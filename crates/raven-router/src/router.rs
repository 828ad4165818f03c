//! `MessageRouter`: path selection between the mesh and Nostr transports
//! (design spec §4.11).
//!
//! The choice function, in priority order:
//!
//! 1. An established mesh session for the peer → send directly over mesh.
//! 2. A known-but-not-established mesh peer → initiate a handshake and
//!    queue the packet in the outbox, flushed on `on_session_established`.
//! 3. No mesh path, but a mutual favorite with a known Nostr identity →
//!    send as a gift-wrapped Nostr DM.
//! 4. None of the above → [`RouterError::Unreachable`] once
//!    [`DEFAULT_UNREACHABLE_TIMEOUT_MS`] has elapsed since the first
//!    attempt at this destination; until then, the packet stays queued
//!    in case a path appears (an announce arrives, a favorite turns
//!    mutual) before the deadline.

use crate::favorites::FavoritesIndex;
use crate::outbox::{OutboxKey, OutboxPort};
use crate::ports::{MeshPort, NostrPort};
use crate::{Result, RouterError};
use raven_types::{NoiseStaticPub, PeerId};
use std::collections::HashMap;

/// How long a destination with no available path is kept pending before
/// routing gives up and reports [`RouterError::Unreachable`].
pub const DEFAULT_UNREACHABLE_TIMEOUT_MS: u64 = 10_000;

/// Where a message is headed. Resolved by the caller (typically from a
/// conversation's known identity) before it reaches the router.
#[derive(Clone, Debug, PartialEq, Eq, Hash)]
pub enum Destination {
    /// A peer addressable on the mesh, identified both by its current
    /// (rotating) `PeerId` and its stable Noise static public key.
    MeshPeer { peer_id: PeerId, noise_static_pub_hex: String },
    /// A peer reachable only via Nostr: geohash channel aliases and
    /// mutual-favorite DMs both resolve to this once a pubkey is known.
    NostrAlias { nostr_pubkey_hex: String },
}

/// What routing decided to do with a packet.
#[derive(Clone, Debug, PartialEq, Eq)]
pub enum RouteOutcome {
    /// Sent immediately over an established mesh session.
    SentMesh,
    /// No mesh session yet; handshake initiated and packet queued.
    QueuedForHandshake,
    /// Sent immediately as a Nostr DM.
    SentNostr,
    /// No path yet; packet remains pending, not yet past the timeout.
    Pending,
}

fn parse_noise_static_pub(hex_str: &str) -> Option<NoiseStaticPub> {
    let bytes = hex::decode(hex_str).ok()?;
    bytes.try_into().ok()
}

/// Routes outgoing packets to the mesh or Nostr transport, and owns the
/// store-and-forward outbox and the pending-destination timeout clock.
pub struct MessageRouter<M: MeshPort, N: NostrPort, O: OutboxPort> {
    mesh: M,
    nostr: N,
    outbox: O,
    favorites: FavoritesIndex,
    first_attempt_ms: HashMap<Destination, u64>,
}

impl<M: MeshPort, N: NostrPort, O: OutboxPort> MessageRouter<M, N, O> {
    pub fn new(mesh: M, nostr: N, outbox: O, favorites: FavoritesIndex) -> Self {
        Self {
            mesh,
            nostr,
            outbox,
            favorites,
            first_attempt_ms: HashMap::new(),
        }
    }

    /// Give back the favorites index for mutation (recording favorite
    /// state changes, binding rotated peer ids).
    pub fn favorites_mut(&mut self) -> &mut FavoritesIndex {
        &mut self.favorites
    }

    /// Route `packet` toward `destination`.
    pub async fn route(&mut self, destination: Destination, packet: Vec<u8>, now_ms: u64) -> Result<RouteOutcome> {
        match &destination {
            Destination::MeshPeer { peer_id, noise_static_pub_hex } => {
                if self.mesh.is_established(peer_id) {
                    self.first_attempt_ms.remove(&destination);
                    self.mesh
                        .send(peer_id, &packet)
                        .await
                        .map_err(|e| RouterError::Mesh(format!("{e}")))?;
                    return Ok(RouteOutcome::SentMesh);
                }

                if self.mesh.is_known(peer_id) {
                    self.first_attempt_ms.remove(&destination);
                    let noise_static_pub = parse_noise_static_pub(noise_static_pub_hex)
                        .ok_or_else(|| RouterError::Mesh("malformed noise static pub".into()))?;
                    self.mesh
                        .initiate_handshake(peer_id, &noise_static_pub)
                        .await
                        .map_err(|e| RouterError::Mesh(format!("{e}")))?;
                    self.outbox.enqueue(
                        OutboxKey { peer_id: *peer_id, noise_static_pub_hex: noise_static_pub_hex.clone() },
                        packet,
                        now_ms,
                    );
                    return Ok(RouteOutcome::QueuedForHandshake);
                }

                if self.favorites.is_mutual(peer_id) {
                    if let Some(nostr_pubkey_hex) = self.favorites.get_by_peer(peer_id).and_then(|r| r.nostr_npub_hex.clone()) {
                        self.first_attempt_ms.remove(&destination);
                        self.nostr
                            .send_dm(&nostr_pubkey_hex, &packet)
                            .await
                            .map_err(|e| RouterError::Nostr(format!("{e}")))?;
                        return Ok(RouteOutcome::SentNostr);
                    }
                }

                self.pend_or_timeout(destination, now_ms)
            }
            Destination::NostrAlias { nostr_pubkey_hex } => {
                self.first_attempt_ms.remove(&destination);
                self.nostr
                    .send_dm(nostr_pubkey_hex, &packet)
                    .await
                    .map_err(|e| RouterError::Nostr(format!("{e}")))?;
                Ok(RouteOutcome::SentNostr)
            }
        }
    }

    fn pend_or_timeout(&mut self, destination: Destination, now_ms: u64) -> Result<RouteOutcome> {
        let first_seen = *self.first_attempt_ms.entry(destination.clone()).or_insert(now_ms);
        if now_ms.saturating_sub(first_seen) >= DEFAULT_UNREACHABLE_TIMEOUT_MS {
            self.first_attempt_ms.remove(&destination);
            return Err(RouterError::Unreachable);
        }
        Ok(RouteOutcome::Pending)
    }

    /// Flush any packets queued for `peer_id` once its Noise session has
    /// been established (design spec §4.11, `ON_SESSION_ESTABLISHED`).
    pub async fn on_session_established(&mut self, peer_id: &PeerId, noise_static_pub_hex: &str) -> Result<usize> {
        let key = OutboxKey { peer_id: *peer_id, noise_static_pub_hex: noise_static_pub_hex.to_string() };
        let entries = self.outbox.drain(&key);
        let count = entries.len();
        for entry in entries {
            self.mesh
                .send(peer_id, &entry.packet)
                .await
                .map_err(|e| RouterError::Mesh(format!("{e}")))?;
        }
        Ok(count)
    }

    /// Drop outbox entries older than their TTL across all recipients.
    pub fn prune_outbox(&mut self, now_ms: u64) {
        self.outbox.prune_expired(now_ms);
    }
}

[Task item] Scan the records above, then copy out each line that mentions "SentMesh".

[Output of the task]
    SentMesh,
                    return Ok(RouteOutcome::SentMesh);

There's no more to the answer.